- WHAT THE TASK ASKS:
Review the listing and copy each line that holds the word "BTreeMap".

- STUDY MATERIAL:
--- START ---
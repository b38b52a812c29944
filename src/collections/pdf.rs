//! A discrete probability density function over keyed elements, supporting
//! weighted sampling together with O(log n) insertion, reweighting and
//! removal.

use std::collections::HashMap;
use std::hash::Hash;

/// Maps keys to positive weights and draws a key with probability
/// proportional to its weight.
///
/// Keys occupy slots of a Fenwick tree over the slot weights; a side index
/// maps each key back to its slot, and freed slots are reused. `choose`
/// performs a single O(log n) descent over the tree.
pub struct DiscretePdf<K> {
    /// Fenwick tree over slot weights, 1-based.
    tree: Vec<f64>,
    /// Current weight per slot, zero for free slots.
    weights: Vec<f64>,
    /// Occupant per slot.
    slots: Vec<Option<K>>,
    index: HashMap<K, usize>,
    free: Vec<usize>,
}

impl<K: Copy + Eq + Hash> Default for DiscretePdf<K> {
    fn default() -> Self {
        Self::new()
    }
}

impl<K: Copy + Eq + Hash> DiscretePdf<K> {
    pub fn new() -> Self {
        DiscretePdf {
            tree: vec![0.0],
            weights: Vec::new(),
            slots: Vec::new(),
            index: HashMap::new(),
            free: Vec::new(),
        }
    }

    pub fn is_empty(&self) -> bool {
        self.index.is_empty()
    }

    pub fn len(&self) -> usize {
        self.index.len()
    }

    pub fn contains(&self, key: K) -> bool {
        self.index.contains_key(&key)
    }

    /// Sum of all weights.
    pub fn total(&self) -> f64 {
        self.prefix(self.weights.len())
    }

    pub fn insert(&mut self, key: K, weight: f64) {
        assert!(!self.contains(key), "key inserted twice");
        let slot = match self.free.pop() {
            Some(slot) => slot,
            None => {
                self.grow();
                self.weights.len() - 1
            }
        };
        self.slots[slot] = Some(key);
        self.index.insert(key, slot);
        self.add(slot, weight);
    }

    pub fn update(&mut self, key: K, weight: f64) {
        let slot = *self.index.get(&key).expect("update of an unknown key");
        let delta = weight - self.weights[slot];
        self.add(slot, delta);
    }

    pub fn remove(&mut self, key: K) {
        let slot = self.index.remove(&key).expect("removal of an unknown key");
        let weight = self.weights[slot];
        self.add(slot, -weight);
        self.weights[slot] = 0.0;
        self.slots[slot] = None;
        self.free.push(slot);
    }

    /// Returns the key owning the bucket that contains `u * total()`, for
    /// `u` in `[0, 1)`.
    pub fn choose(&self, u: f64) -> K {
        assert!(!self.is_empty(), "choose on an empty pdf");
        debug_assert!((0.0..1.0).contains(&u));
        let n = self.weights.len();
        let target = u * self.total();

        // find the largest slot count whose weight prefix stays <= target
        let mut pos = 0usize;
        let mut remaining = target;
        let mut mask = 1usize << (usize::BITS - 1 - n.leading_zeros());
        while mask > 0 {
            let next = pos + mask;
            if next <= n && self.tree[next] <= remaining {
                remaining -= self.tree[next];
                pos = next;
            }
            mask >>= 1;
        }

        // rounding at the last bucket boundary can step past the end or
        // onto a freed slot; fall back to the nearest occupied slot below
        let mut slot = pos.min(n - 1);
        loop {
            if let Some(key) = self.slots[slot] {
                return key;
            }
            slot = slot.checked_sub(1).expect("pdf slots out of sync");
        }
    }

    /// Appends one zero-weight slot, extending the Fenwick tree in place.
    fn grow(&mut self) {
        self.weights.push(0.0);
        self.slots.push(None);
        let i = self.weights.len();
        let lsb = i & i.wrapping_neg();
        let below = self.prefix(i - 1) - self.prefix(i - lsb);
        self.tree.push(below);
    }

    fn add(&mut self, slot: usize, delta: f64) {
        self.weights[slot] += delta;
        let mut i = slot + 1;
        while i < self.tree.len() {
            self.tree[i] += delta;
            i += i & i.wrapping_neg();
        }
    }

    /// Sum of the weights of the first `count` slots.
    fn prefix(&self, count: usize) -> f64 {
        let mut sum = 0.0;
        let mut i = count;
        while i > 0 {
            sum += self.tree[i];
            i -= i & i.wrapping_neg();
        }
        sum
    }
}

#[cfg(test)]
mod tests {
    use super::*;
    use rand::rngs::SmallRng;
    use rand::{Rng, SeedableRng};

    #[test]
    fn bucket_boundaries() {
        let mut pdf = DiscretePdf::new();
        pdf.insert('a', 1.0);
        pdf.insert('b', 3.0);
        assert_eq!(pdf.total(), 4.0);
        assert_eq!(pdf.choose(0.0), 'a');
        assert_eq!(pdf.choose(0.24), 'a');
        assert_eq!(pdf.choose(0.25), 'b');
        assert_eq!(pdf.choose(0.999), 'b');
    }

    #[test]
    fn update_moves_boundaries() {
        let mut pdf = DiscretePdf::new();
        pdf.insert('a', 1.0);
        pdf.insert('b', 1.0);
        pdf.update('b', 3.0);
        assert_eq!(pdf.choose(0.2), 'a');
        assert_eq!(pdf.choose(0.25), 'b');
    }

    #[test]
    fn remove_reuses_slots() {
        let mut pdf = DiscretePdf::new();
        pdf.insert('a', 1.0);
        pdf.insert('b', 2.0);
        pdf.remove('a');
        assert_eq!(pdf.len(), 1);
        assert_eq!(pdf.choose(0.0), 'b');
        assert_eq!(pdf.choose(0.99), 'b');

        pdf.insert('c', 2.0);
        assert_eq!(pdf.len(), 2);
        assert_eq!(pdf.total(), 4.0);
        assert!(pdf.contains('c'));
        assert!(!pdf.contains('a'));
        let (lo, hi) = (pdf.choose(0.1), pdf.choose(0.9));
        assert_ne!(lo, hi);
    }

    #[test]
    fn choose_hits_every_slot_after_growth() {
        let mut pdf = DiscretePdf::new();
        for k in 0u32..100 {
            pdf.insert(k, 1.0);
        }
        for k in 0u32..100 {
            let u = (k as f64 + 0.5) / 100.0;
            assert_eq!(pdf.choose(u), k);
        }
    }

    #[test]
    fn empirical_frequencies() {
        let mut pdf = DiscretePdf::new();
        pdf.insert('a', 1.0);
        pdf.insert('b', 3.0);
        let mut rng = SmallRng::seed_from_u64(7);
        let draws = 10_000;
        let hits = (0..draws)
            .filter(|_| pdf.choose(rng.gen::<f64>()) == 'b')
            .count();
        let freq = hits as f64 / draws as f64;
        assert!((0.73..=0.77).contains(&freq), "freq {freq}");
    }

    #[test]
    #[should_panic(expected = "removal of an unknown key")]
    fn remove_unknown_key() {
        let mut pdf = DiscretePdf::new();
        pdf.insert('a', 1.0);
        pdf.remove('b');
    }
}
--- END ---
--- START ---
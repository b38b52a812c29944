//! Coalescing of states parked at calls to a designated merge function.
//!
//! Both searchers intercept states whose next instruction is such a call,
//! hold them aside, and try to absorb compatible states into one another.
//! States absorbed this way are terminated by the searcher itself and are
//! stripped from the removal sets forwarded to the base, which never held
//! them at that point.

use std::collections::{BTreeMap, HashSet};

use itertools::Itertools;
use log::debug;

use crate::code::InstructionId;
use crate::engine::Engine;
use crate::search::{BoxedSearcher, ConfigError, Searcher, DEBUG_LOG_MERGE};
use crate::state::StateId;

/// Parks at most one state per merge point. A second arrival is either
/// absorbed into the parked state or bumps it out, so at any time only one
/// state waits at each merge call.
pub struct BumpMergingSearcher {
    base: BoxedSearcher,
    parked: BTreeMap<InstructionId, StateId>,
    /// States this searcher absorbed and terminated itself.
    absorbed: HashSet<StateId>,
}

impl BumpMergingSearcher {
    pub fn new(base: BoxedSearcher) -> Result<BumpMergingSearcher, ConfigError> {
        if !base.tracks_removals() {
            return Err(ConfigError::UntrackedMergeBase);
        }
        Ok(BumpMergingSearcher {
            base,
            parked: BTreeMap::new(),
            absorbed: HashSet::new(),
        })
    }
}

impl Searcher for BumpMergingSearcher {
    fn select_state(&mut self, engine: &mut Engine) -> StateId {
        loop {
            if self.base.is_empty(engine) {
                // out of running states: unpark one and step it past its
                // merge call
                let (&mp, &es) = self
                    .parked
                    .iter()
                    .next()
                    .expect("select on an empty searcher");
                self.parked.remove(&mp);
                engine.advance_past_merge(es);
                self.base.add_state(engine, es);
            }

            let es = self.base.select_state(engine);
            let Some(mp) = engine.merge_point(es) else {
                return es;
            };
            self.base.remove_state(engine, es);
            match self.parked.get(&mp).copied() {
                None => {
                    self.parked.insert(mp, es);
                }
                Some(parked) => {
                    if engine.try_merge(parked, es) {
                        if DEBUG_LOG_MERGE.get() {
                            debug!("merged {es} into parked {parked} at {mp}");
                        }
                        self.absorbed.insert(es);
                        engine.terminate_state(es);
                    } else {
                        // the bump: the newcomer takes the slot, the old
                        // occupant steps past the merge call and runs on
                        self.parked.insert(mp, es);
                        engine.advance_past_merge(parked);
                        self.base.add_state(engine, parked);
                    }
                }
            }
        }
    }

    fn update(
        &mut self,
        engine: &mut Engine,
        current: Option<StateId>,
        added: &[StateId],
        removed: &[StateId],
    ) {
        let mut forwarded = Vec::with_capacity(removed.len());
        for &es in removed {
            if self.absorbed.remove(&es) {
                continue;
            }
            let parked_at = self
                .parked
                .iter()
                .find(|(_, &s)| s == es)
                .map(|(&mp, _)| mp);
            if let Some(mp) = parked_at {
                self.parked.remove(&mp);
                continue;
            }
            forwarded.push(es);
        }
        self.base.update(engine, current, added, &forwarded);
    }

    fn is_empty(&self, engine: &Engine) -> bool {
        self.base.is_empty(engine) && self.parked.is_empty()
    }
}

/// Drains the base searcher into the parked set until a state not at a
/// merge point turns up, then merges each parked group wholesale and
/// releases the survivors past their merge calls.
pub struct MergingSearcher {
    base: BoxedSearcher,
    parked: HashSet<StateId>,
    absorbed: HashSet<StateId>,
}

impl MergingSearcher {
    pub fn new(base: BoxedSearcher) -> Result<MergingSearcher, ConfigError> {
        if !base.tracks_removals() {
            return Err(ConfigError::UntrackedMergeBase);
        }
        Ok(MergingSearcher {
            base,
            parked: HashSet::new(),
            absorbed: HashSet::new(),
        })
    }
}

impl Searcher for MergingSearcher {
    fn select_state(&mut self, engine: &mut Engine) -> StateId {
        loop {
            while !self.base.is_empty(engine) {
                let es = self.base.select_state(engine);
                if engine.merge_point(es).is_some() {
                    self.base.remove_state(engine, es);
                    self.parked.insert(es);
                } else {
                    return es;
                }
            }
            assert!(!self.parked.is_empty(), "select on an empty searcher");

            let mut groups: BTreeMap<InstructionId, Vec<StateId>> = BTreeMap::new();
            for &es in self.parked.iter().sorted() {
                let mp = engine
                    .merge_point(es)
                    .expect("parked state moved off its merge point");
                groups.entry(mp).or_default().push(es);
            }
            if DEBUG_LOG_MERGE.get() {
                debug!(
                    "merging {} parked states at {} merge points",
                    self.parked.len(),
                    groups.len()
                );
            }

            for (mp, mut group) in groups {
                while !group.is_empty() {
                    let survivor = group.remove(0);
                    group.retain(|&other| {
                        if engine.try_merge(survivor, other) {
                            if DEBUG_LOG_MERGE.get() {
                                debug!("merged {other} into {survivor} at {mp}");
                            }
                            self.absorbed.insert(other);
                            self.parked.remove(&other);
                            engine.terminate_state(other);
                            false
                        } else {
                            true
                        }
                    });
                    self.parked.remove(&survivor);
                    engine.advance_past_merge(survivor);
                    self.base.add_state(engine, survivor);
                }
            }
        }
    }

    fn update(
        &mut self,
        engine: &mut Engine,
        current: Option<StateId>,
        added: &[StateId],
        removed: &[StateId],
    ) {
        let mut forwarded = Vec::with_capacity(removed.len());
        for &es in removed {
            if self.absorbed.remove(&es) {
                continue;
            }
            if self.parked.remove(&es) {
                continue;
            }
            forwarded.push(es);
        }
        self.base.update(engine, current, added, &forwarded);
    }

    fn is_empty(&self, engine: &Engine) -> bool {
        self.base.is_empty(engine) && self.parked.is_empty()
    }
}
--- END ---
- SOLUTION TO THIS EXERCISE:
use std::collections::{BTreeMap, HashSet};
    parked: BTreeMap<InstructionId, StateId>,
            parked: BTreeMap::new(),
            let mut groups: BTreeMap<InstructionId, Vec<StateId>> = BTreeMap::new();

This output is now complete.